A single number is the whole answer: the tally of lines in the data below that include the word "collect".
Segment Start: RECORDS FOR THIS TASK
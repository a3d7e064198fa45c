//! Core A2A protocol types and definitions

use serde::{Deserialize, Serialize};
use serde_json::Value;
use uuid::Uuid;

pub mod agent;
pub mod error;
pub mod event;
pub mod jsonrpc;
pub mod message;
pub mod task;

pub use agent::{AgentCapabilities, AgentCard, AgentSkill};
pub use error::{A2AError, A2AResult};
pub use event::{TaskArtifactUpdateEvent, TaskStatusUpdateEvent, UpdateEvent};
pub use jsonrpc::{JsonRpcError, JsonRpcRequest, JsonRpcResponse};
pub use message::{Message, MessagePart, Role};
pub use task::{Task, TaskState, TaskStatus};

/// Artifacts represent task outputs
#[derive(Debug, Clone, Serialize, Deserialize, PartialEq)]
pub struct Artifact {
    /// Unique identifier of the Artifact
    #[serde(rename = "artifactId")]
    pub artifact_id: String,

    /// A human readable name for the Artifact
    #[serde(skip_serializing_if = "Option::is_none")]
    pub name: Option<String>,

    /// A human readable description of the Artifact
    #[serde(skip_serializing_if = "Option::is_none")]
    pub description: Option<String>,

    /// Contents of the Artifact. Must contain at least one part
    pub parts: Vec<MessagePart>,

    /// Optional metadata for the Artifact
    #[serde(skip_serializing_if = "Option::is_none")]
    pub metadata: Option<Value>,
}

impl Artifact {
    /// Create a named artifact with a fresh UUID id
    pub fn new(name: impl Into<String>, parts: Vec<MessagePart>) -> Self {
        Self::named(Uuid::now_v7().to_string(), name, parts)
    }

    /// Create a named artifact with an explicit id
    pub fn named(
        artifact_id: impl Into<String>,
        name: impl Into<String>,
        parts: Vec<MessagePart>,
    ) -> Self {
        Self {
            artifact_id: artifact_id.into(),
            name: Some(name.into()),
            description: None,
            parts,
            metadata: None,
        }
    }

    /// Concatenated text content of the artifact
    pub fn text_content(&self) -> String {
        self.parts
            .iter()
            .filter_map(|part| match part {
                MessagePart::Text { text } => Some(text.as_str()),
                MessagePart::File { .. } | MessagePart::Data { .. } => None,
            })
            .collect::<Vec<_>>()
            .join("\n")
    }
}
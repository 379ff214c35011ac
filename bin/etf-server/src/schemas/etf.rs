use serde::{Deserialize, Serialize};
use utoipa::ToSchema;
use validator::{Validate, ValidationError};

use crate::entities::{EtfRecord, NewSettings, NotificationChannel, SettingsPatch, SettingsRecord};
use crate::services::ai::DEFAULT_MODEL_TYPE;

#[derive(Debug, Clone, Serialize, Deserialize, ToSchema)]
pub struct EtfResponse {
    pub id: i64,
    pub symbol: String,
    pub name: String,
    pub description: Option<String>,
    pub created_at: String,
}

impl EtfRecord {
    pub fn to_response(&self) -> EtfResponse {
        EtfResponse {
            id: self.id,
            symbol: self.symbol.clone(),
            name: self.name.clone(),
            description: self.description.clone(),
            created_at: self.created_at.to_rfc3339(),
        }
    }
}

/// Reject channel lists naming anything but `app`, `email` or `sms`.
pub fn validate_channels(raw: &str) -> Result<(), ValidationError> {
    NotificationChannel::parse_list(raw)
        .map(|_| ())
        .map_err(|_| ValidationError::new("notification_channels"))
}

/// Body of `POST` and `PUT /users/me/settings`. Absent fields keep their
/// defaults on create and their current value on update.
#[derive(Debug, Clone, Default, Serialize, Deserialize, ToSchema, Validate)]
pub struct SettingsRequest {
    /// 0 (conservative) to 10 (aggressive).
    #[validate(range(min = 0, max = 10))]
    pub risk_level: Option<i64>,
    pub api_key: Option<String>,
    #[validate(length(min = 1, max = 50))]
    pub model_type: Option<String>,
    #[validate(range(min = 0.0))]
    pub monthly_investment: Option<f64>,
    pub persona: Option<String>,
    pub notification_enabled: Option<bool>,
    #[validate(custom(function = "validate_channels"))]
    pub notification_channels: Option<String>,
    /// Replaces the portfolio when present; unknown symbols are skipped.
    pub etf_symbols: Option<Vec<String>>,
}

impl SettingsRequest {
    pub fn to_new(&self) -> NewSettings {
        NewSettings {
            risk_level: self.risk_level.unwrap_or(5),
            api_key: self.api_key.clone(),
            model_type: self
                .model_type
                .clone()
                .unwrap_or_else(|| DEFAULT_MODEL_TYPE.to_owned()),
            monthly_investment: self.monthly_investment.unwrap_or(10.0),
            persona: self.persona.clone(),
            notification_enabled: self.notification_enabled.unwrap_or(true),
            notification_channels: self
                .notification_channels
                .clone()
                .unwrap_or_else(|| "app".to_owned()),
        }
    }

    pub fn to_patch(&self) -> SettingsPatch {
        SettingsPatch {
            risk_level: self.risk_level,
            api_key: self.api_key.clone(),
            model_type: self.model_type.clone(),
            monthly_investment: self.monthly_investment,
            persona: self.persona.clone(),
            notification_enabled: self.notification_enabled,
            notification_channels: self.notification_channels.clone(),
        }
    }
}

#[derive(Debug, Clone, Serialize, Deserialize, ToSchema)]
pub struct SettingsResponse {
    pub id: i64,
    pub user_id: i64,
    pub risk_level: i64,
    pub api_key: Option<String>,
    pub model_type: String,
    pub monthly_investment: f64,
    pub persona: Option<String>,
    pub notification_enabled: bool,
    pub notification_channels: String,
    pub created_at: String,
    pub updated_at: String,
}

impl SettingsRecord {
    pub fn to_response(&self) -> SettingsResponse {
        SettingsResponse {
            id: self.id,
            user_id: self.user_id,
            risk_level: self.risk_level,
            api_key: self.api_key.clone(),
            model_type: self.model_type.clone(),
            monthly_investment: self.monthly_investment,
            persona: self.persona.clone(),
            notification_enabled: self.notification_enabled,
            notification_channels: self.notification_channels.clone(),
            created_at: self.created_at.to_rfc3339(),
            updated_at: self.updated_at.to_rfc3339(),
        }
    }
}

/// Settings together with the ETFs currently held.
#[derive(Debug, Clone, Serialize, Deserialize, ToSchema)]
pub struct UserSettingsResponse {
    pub settings: Option<SettingsResponse>,
    pub etfs: Vec<EtfResponse>,
}

#[derive(Debug, Clone, Serialize, Deserialize, ToSchema, Validate)]
pub struct EtfSymbolsRequest {
    pub etf_symbols: Vec<String>,
}
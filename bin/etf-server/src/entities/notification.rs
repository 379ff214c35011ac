use crate::entities::{
    dao::{NewNotification, NotificationRecord, NotificationType},
    fmt_ts, parse_opt_ts, parse_ts, SqliteStore,
};
use chrono::{DateTime, Utc};
use std::future::Future;

pub trait NotificationStore: Send + Sync + 'static {
    fn create_notification(
        &self,
        notification: NewNotification,
    ) -> impl Future<Output = Result<NotificationRecord, sqlx::Error>> + Send;
    /// Newest first.
    fn list_notifications(
        &self,
        user_id: i64,
        skip: i64,
        limit: i64,
        unread_only: bool,
    ) -> impl Future<Output = Result<Vec<NotificationRecord>, sqlx::Error>> + Send;
    fn get_notification(
        &self,
        id: i64,
    ) -> impl Future<Output = Result<Option<NotificationRecord>, sqlx::Error>> + Send;
    /// Flag as read; `read_at` keeps its first value.
    fn mark_read(
        &self,
        id: i64,
    ) -> impl Future<Output = Result<Option<NotificationRecord>, sqlx::Error>> + Send;
    fn mark_all_read(
        &self,
        user_id: i64,
    ) -> impl Future<Output = Result<u64, sqlx::Error>> + Send;
    fn delete_notification(
        &self,
        id: i64,
    ) -> impl Future<Output = Result<bool, sqlx::Error>> + Send;
    fn count_notifications(
        &self,
        user_id: i64,
        unread_only: bool,
    ) -> impl Future<Output = Result<i64, sqlx::Error>> + Send;
    /// Most recent notification of `kind` for the user.
    fn latest_of_type(
        &self,
        user_id: i64,
        kind: NotificationType,
    ) -> impl Future<Output = Result<Option<NotificationRecord>, sqlx::Error>> + Send;
    /// Whether a notification of `kind` was created at or after `since`.
    fn exists_since(
        &self,
        user_id: i64,
        kind: NotificationType,
        since: DateTime<Utc>,
    ) -> impl Future<Output = Result<bool, sqlx::Error>> + Send;
}

type NotificationRow = (
    i64,
    i64,
    String,
    String,
    String,
    bool,
    Option<String>,
    String,
    Option<String>,
);

const NOTIFICATION_COLUMNS: &str =
    "id, user_id, title, content, type, is_read, sent_via, created_at, read_at";

fn from_row(row: NotificationRow) -> NotificationRecord {
    let (id, user_id, title, content, kind, is_read, sent_via, created_at, read_at) = row;
    NotificationRecord {
        id,
        user_id,
        title,
        content,
        kind,
        is_read,
        sent_via,
        created_at: parse_ts(&created_at, "notifications.created_at"),
        read_at: parse_opt_ts(read_at, "notifications.read_at"),
    }
}

impl NotificationStore for SqliteStore {
    async fn create_notification(
        &self,
        n: NewNotification,
    ) -> Result<NotificationRecord, sqlx::Error> {
        let row: NotificationRow = sqlx::query_as(&format!(
            "INSERT INTO notifications (user_id, title, content, type, is_read, sent_via, created_at) \
             VALUES (?1, ?2, ?3, ?4, 0, ?5, ?6) RETURNING {NOTIFICATION_COLUMNS}"
        ))
        .bind(n.user_id)
        .bind(&n.title)
        .bind(&n.content)
        .bind(n.kind.as_ref())
        .bind(n.sent_via.map(|c| c.to_string()))
        .bind(fmt_ts(Utc::now()))
        .fetch_one(&self.pool)
        .await?;
        Ok(from_row(row))
    }

    async fn list_notifications(
        &self,
        user_id: i64,
        skip: i64,
        limit: i64,
        unread_only: bool,
    ) -> Result<Vec<NotificationRecord>, sqlx::Error> {
        let rows: Vec<NotificationRow> = sqlx::query_as(&format!(
            "SELECT {NOTIFICATION_COLUMNS} FROM notifications \
             WHERE user_id = ?1 AND (?2 = 0 OR is_read = 0) \
             ORDER BY created_at DESC, id DESC LIMIT ?3 OFFSET ?4"
        ))
        .bind(user_id)
        .bind(unread_only)
        .bind(limit)
        .bind(skip)
        .fetch_all(&self.pool)
        .await?;
        Ok(rows.into_iter().map(from_row).collect())
    }

    async fn get_notification(&self, id: i64) -> Result<Option<NotificationRecord>, sqlx::Error> {
        let row: Option<NotificationRow> = sqlx::query_as(&format!(
            "SELECT {NOTIFICATION_COLUMNS} FROM notifications WHERE id = ?1"
        ))
        .bind(id)
        .fetch_optional(&self.pool)
        .await?;
        Ok(row.map(from_row))
    }

    async fn mark_read(&self, id: i64) -> Result<Option<NotificationRecord>, sqlx::Error> {
        let row: Option<NotificationRow> = sqlx::query_as(&format!(
            "UPDATE notifications SET is_read = 1, read_at = COALESCE(read_at, ?2) \
             WHERE id = ?1 RETURNING {NOTIFICATION_COLUMNS}"
        ))
        .bind(id)
        .bind(fmt_ts(Utc::now()))
        .fetch_optional(&self.pool)
        .await?;
        Ok(row.map(from_row))
    }

    async fn mark_all_read(&self, user_id: i64) -> Result<u64, sqlx::Error> {
        let result = sqlx::query(
            "UPDATE notifications SET is_read = 1, read_at = ?2 \
             WHERE user_id = ?1 AND is_read = 0",
        )
        .bind(user_id)
        .bind(fmt_ts(Utc::now()))
        .execute(&self.pool)
        .await?;
        Ok(result.rows_affected())
    }

    async fn delete_notification(&self, id: i64) -> Result<bool, sqlx::Error> {
        let result = sqlx::query("DELETE FROM notifications WHERE id = ?1")
            .bind(id)
            .execute(&self.pool)
            .await?;
        Ok(result.rows_affected() > 0)
    }

    async fn count_notifications(&self, user_id: i64, unread_only: bool) -> Result<i64, sqlx::Error> {
        let (count,): (i64,) = sqlx::query_as(
            "SELECT COUNT(*) FROM notifications WHERE user_id = ?1 AND (?2 = 0 OR is_read = 0)",
        )
        .bind(user_id)
        .bind(unread_only)
        .fetch_one(&self.pool)
        .await?;
        Ok(count)
    }

    async fn latest_of_type(
        &self,
        user_id: i64,
        kind: NotificationType,
    ) -> Result<Option<NotificationRecord>, sqlx::Error> {
        let row: Option<NotificationRow> = sqlx::query_as(&format!(
            "SELECT {NOTIFICATION_COLUMNS} FROM notifications \
             WHERE user_id = ?1 AND type = ?2 ORDER BY created_at DESC, id DESC LIMIT 1"
        ))
        .bind(user_id)
        .bind(kind.as_ref())
        .fetch_optional(&self.pool)
        .await?;
        Ok(row.map(from_row))
    }

    async fn exists_since(
        &self,
        user_id: i64,
        kind: NotificationType,
        since: DateTime<Utc>,
    ) -> Result<bool, sqlx::Error> {
        let (found,): (bool,) = sqlx::query_as(
            "SELECT EXISTS(SELECT 1 FROM notifications \
             WHERE user_id = ?1 AND type = ?2 AND created_at >= ?3)",
        )
        .bind(user_id)
        .bind(kind.as_ref())
        .bind(fmt_ts(since))
        .fetch_one(&self.pool)
        .await?;
        Ok(found)
    }
}

#[cfg(test)]
mod test {
    use super::*;
    use crate::entities::dao::NotificationChannel;
    use crate::entities::test_support::{memory_store, user};

    fn note(user_id: i64, kind: NotificationType, content: &str) -> NewNotification {
        NewNotification {
            user_id,
            title: kind.title().to_owned(),
            content: content.to_owned(),
            kind,
            sent_via: Some(NotificationChannel::App),
        }
    }

    #[tokio::test]
    async fn unread_filter_and_counts() {
        let store = memory_store().await;
        let alice = user(&store, "alice").await;
        let first = store
            .create_notification(note(alice.id, NotificationType::System, "one"))
            .await
            .unwrap();
        store
            .create_notification(note(alice.id, NotificationType::System, "two"))
            .await
            .unwrap();
        assert_eq!(first.sent_via.as_deref(), Some("app"));

        let read = store.mark_read(first.id).await.unwrap().unwrap();
        assert!(read.is_read);
        let stamp = read.read_at.unwrap();
        let again = store.mark_read(first.id).await.unwrap().unwrap();
        assert_eq!(again.read_at.unwrap(), stamp);

        assert_eq!(store.count_notifications(alice.id, true).await.unwrap(), 1);
        assert_eq!(store.count_notifications(alice.id, false).await.unwrap(), 2);
        let unread = store.list_notifications(alice.id, 0, 100, true).await.unwrap();
        assert_eq!(unread.len(), 1);
        assert_eq!(unread[0].content, "two");

        assert_eq!(store.mark_all_read(alice.id).await.unwrap(), 1);
        assert_eq!(store.mark_all_read(alice.id).await.unwrap(), 0);
    }

    #[tokio::test]
    async fn listing_is_newest_first_with_paging() {
        let store = memory_store().await;
        let alice = user(&store, "alice").await;
        for i in 0..3 {
            store
                .create_notification(note(alice.id, NotificationType::System, &format!("n{i}")))
                .await
                .unwrap();
        }
        let page = store.list_notifications(alice.id, 1, 1, false).await.unwrap();
        assert_eq!(page.len(), 1);
        assert_eq!(page[0].content, "n1");
    }

    #[tokio::test]
    async fn latest_and_since_filter_by_kind() {
        let store = memory_store().await;
        let alice = user(&store, "alice").await;
        let before = Utc::now() - chrono::Duration::seconds(1);
        store
            .create_notification(note(alice.id, NotificationType::PortfolioAnalysis, "old"))
            .await
            .unwrap();
        store
            .create_notification(note(alice.id, NotificationType::PortfolioAnalysis, "new"))
            .await
            .unwrap();

        let latest = store
            .latest_of_type(alice.id, NotificationType::PortfolioAnalysis)
            .await
            .unwrap()
            .unwrap();
        assert_eq!(latest.content, "new");
        assert!(store
            .latest_of_type(alice.id, NotificationType::AiAnalysis)
            .await
            .unwrap()
            .is_none());

        let kind = NotificationType::PortfolioAnalysis;
        assert!(store.exists_since(alice.id, kind, before).await.unwrap());
        let later = Utc::now() + chrono::Duration::hours(1);
        assert!(!store.exists_since(alice.id, kind, later).await.unwrap());
    }

    #[tokio::test]
    async fn delete_reports_missing_rows() {
        let store = memory_store().await;
        let alice = user(&store, "alice").await;
        let n = store
            .create_notification(note(alice.id, NotificationType::System, "x"))
            .await
            .unwrap();
        assert!(store.delete_notification(n.id).await.unwrap());
        assert!(!store.delete_notification(n.id).await.unwrap());
        assert!(store.get_notification(n.id).await.unwrap().is_none());
    }
}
Segment End: RECORDS FOR THIS TASK
SOLVED PROBLEM → 2